AGENTS.md
Source of truth
Modification Guidelines
These guidelines apply to all changes made in this repository.
Documentation
- Fully document all API surface areas affected by a change, including both external and internal APIs.
- Treat documentation as part of the feature, not as optional follow-up work.
- Include reference content that explains the API shape, behavior, defaults, constraints, and expected usage.
- Include decision content that explains why an API exists, when it should be used, and when a different approach is the better choice.
- Include pitfall content that calls out sharp edges, ordering requirements, surprising behavior, and common mistakes.

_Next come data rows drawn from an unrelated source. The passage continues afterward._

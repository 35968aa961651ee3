use crossbeam::channel::{self, Receiver, Sender};
use std::fmt;
use std::time::Duration;

pub use crossbeam::channel::{RecvTimeoutError, SendTimeoutError, TryRecvError, TrySendError};

/// Determines what a writer does when a destination stream is full
#[derive(Debug, Clone, Copy, PartialEq, Eq)]
pub enum OverflowPolicy {
    /// Block until the destination accepts the value
    Block,
    /// Drop the value for this destination if it cannot be accepted right now
    Drop,
    /// Wait up to the given duration, then drop the value for this destination
    DropAfter(Duration),
}

/// Create a bounded stream with the given capacity.
///
/// A capacity of zero yields a rendezvous stream: every send waits for a
/// matching receive. The stream closes once every [`StreamWriter`] clone has
/// been closed or dropped.
pub fn bounded<T>(capacity: usize) -> (StreamWriter<T>, Stream<T>) {
    let (tx, rx) = channel::bounded(capacity);
    (StreamWriter { tx }, Stream { rx, detached: false })
}

/// Reading end of a bounded, closable FIFO stream.
///
/// Clones share the same underlying channel; each value is delivered to exactly
/// one reader.
pub struct Stream<T> {
    rx: Receiver<T>,
    detached: bool,
}

impl<T> Clone for Stream<T> {
    fn clone(&self) -> Self {
        Self {
            rx: self.rx.clone(),
            detached: self.detached,
        }
    }
}

impl<T> fmt::Debug for Stream<T> {
    fn fmt(&self, f: &mut fmt::Formatter<'_>) -> fmt::Result {
        f.debug_struct("Stream")
            .field("len", &self.len())
            .field("capacity", &self.capacity())
            .field("detached", &self.detached)
            .finish()
    }
}

impl<T> Stream<T> {
    /// A stream with no writer behind it: it never yields a value and never
    /// closes. Stages treat a detached input as "no input" and pass it through
    /// untouched; a producer at the head of a pipeline reads it as a
    /// cancellation signal that never fires.
    pub fn detached() -> Self {
        Self {
            rx: channel::never(),
            detached: true,
        }
    }

    /// Whether this is a [`Stream::detached`] stream
    pub fn is_detached(&self) -> bool {
        self.detached
    }

    /// Block until a value arrives. Returns `None` once the stream is closed
    /// and drained.
    pub fn recv(&self) -> Option<T> {
        self.rx.recv().ok()
    }

    /// Take a value if one is ready
    pub fn try_recv(&self) -> Result<T, TryRecvError> {
        self.rx.try_recv()
    }

    /// Wait up to `timeout` for a value
    pub fn recv_timeout(&self, timeout: Duration) -> Result<T, RecvTimeoutError> {
        self.rx.recv_timeout(timeout)
    }

    /// Blocking iterator that ends when the stream is closed and drained
    pub fn iter(&self) -> channel::Iter<'_, T> {
        self.rx.iter()
    }

    /// Check whether the writing side has closed, discarding any values still
    /// buffered. Meant for cancellation streams whose values carry no meaning.
    pub fn poll_closed(&self) -> bool {
        if self.detached {
            return false;
        }
        loop {
            match self.rx.try_recv() {
                Ok(_) => continue,
                Err(TryRecvError::Empty) => return false,
                Err(TryRecvError::Disconnected) => return true,
            }
        }
    }

    /// Number of values currently buffered
    pub fn len(&self) -> usize {
        self.rx.len()
    }

    /// Check if no values are buffered
    pub fn is_empty(&self) -> bool {
        self.rx.is_empty()
    }

    /// Buffer capacity of the stream
    pub fn capacity(&self) -> usize {
        self.rx.capacity().unwrap_or(0)
    }

    /// Whether both handles read from the same underlying channel
    pub fn same_stream(&self, other: &Stream<T>) -> bool {
        self.detached == other.detached && self.rx.same_channel(&other.rx)
    }
}

impl<T> IntoIterator for Stream<T> {
    type Item = T;
    type IntoIter = channel::IntoIter<T>;

    fn into_iter(self) -> Self::IntoIter {
        self.rx.into_iter()
    }
}

impl<'a, T> IntoIterator for &'a Stream<T> {
    type Item = T;
    type IntoIter = channel::Iter<'a, T>;

    fn into_iter(self) -> Self::IntoIter {
        self.rx.iter()
    }
}

/// Writing end of a stream. Closing (or dropping) the last clone closes the
/// stream for its readers.
pub struct StreamWriter<T> {
    tx: Sender<T>,
}

impl<T> Clone for StreamWriter<T> {
    fn clone(&self) -> Self {
        Self {
            tx: self.tx.clone(),
        }
    }
}

impl<T> fmt::Debug for StreamWriter<T> {
    fn fmt(&self, f: &mut fmt::Formatter<'_>) -> fmt::Result {
        f.debug_struct("StreamWriter")
            .field("len", &self.tx.len())
            .field("capacity", &self.capacity())
            .finish()
    }
}

impl<T> StreamWriter<T> {
    /// Send a value, blocking while the stream is full.
    ///
    /// Fails, handing the value back, when every reader has gone away.
    pub fn send(&self, value: T) -> Result<(), T> {
        self.tx.send(value).map_err(|err| err.into_inner())
    }

    /// Send a value only if it can be accepted right now
    pub fn try_send(&self, value: T) -> Result<(), TrySendError<T>> {
        self.tx.try_send(value)
    }

    /// Send a value, waiting at most `timeout` for room
    pub fn send_timeout(&self, value: T, timeout: Duration) -> Result<(), SendTimeoutError<T>> {
        self.tx.send_timeout(value, timeout)
    }

    /// Close this handle. The stream itself closes once every clone is closed.
    pub fn close(self) {
        drop(self);
    }

    /// Buffer capacity of the stream
    pub fn capacity(&self) -> usize {
        self.tx.capacity().unwrap_or(0)
    }

    /// Check if the buffer is full
    pub fn is_full(&self) -> bool {
        self.tx.is_full()
    }
}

- Update package-level and repository-level documentation when a change affects discoverability or adoption, not just inline XML comments.
- Link named concepts to their canonical documentation instead of only mentioning them. When prose names a package, guide, example, workflow, policy, diagnostic family, CLI command, or cross-package concept, add a nearby link to the best start-here or reference page unless the same paragraph already defines it completely.
- Prefer a small set of useful cross-links over scattered repeats. Link the first meaningful mention in a section, and link again only when the reader is likely to need the destination without scrolling back.
Tests
- Aim for nearly 100% branch verification coverage, especially in changed code and critical execution paths.
- Test both success paths and failure or edge-case branches.
- Test behavior through public APIs and internal APIs that are intentionally exposed for testing.
- Do not use reflection in tests to access private members.
- If code is difficult to verify without reflection, improve the design or add an appropriate test seam instead of breaking encapsulation.
- Add regression tests for bug fixes.
- When practical, verify solution-level coverage with
./scripts/coverage-solution.sh.
Code Quality
- Run code formatting before pushing changes.
- Follow the repository
.editorconfigand established formatting conventions rather than personal preferences. - Resolve all compiler, analyzer, and documentation warnings introduced by a change before pushing.
- Prefer changes that reduce existing warnings in touched areas instead of working around them or suppressing them without strong justification.
- Follow current C# and .NET best practices so code is clear, idiomatic, and maintainable.